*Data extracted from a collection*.
- - - -
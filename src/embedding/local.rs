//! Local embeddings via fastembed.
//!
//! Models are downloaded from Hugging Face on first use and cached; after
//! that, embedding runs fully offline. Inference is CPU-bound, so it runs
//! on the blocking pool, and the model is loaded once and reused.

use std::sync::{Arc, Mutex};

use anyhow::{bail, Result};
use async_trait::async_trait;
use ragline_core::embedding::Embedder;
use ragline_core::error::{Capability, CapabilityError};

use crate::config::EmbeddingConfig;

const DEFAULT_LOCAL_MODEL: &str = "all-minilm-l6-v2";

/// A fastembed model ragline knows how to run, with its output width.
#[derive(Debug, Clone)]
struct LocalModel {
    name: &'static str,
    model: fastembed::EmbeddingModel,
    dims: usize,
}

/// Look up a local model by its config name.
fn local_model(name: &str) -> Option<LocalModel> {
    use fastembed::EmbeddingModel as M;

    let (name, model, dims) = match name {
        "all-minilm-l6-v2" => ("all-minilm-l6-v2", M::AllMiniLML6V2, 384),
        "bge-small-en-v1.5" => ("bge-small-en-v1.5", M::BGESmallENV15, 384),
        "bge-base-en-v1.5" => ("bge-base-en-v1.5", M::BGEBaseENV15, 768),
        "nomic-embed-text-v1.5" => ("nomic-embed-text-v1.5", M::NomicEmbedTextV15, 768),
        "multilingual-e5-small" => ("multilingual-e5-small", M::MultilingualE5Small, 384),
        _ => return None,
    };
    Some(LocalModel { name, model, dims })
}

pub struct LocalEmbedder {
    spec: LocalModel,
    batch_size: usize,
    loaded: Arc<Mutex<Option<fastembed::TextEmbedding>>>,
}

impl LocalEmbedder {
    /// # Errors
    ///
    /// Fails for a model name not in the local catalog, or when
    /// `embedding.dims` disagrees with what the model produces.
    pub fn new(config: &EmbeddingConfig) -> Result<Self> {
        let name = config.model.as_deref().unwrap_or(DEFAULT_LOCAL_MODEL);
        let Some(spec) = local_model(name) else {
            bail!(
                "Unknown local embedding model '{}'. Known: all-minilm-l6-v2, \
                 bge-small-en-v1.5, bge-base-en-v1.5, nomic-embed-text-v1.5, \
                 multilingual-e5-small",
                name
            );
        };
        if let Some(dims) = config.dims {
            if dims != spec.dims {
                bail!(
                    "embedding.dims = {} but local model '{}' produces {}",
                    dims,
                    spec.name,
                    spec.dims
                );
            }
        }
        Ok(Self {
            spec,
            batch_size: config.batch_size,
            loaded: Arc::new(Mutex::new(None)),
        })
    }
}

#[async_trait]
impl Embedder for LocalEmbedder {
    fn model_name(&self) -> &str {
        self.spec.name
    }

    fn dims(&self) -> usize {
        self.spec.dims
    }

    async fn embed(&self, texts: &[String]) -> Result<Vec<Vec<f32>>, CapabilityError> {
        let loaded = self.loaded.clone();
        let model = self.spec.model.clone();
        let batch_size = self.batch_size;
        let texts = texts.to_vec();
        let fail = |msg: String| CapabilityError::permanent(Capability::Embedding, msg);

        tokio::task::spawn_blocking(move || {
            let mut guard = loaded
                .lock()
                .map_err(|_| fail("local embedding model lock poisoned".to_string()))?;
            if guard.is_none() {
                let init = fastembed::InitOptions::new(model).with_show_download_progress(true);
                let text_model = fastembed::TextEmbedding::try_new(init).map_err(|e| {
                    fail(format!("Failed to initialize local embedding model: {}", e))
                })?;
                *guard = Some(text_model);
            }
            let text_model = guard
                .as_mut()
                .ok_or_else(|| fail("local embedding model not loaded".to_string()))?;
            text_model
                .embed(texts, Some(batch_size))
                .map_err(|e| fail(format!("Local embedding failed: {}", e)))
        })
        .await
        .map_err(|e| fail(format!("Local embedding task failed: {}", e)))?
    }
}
- - - -
*Problem to work on*. Only the lines above that hold "fastembed" are wanted. Show every one of them.

*Solution to the exercise*.
//! Local embeddings via fastembed.
/// A fastembed model ragline knows how to run, with its output width.
    model: fastembed::EmbeddingModel,
    use fastembed::EmbeddingModel as M;
    loaded: Arc<Mutex<Option<fastembed::TextEmbedding>>>,
                let init = fastembed::InitOptions::new(model).with_show_download_progress(true);
                let text_model = fastembed::TextEmbedding::try_new(init).map_err(|e| {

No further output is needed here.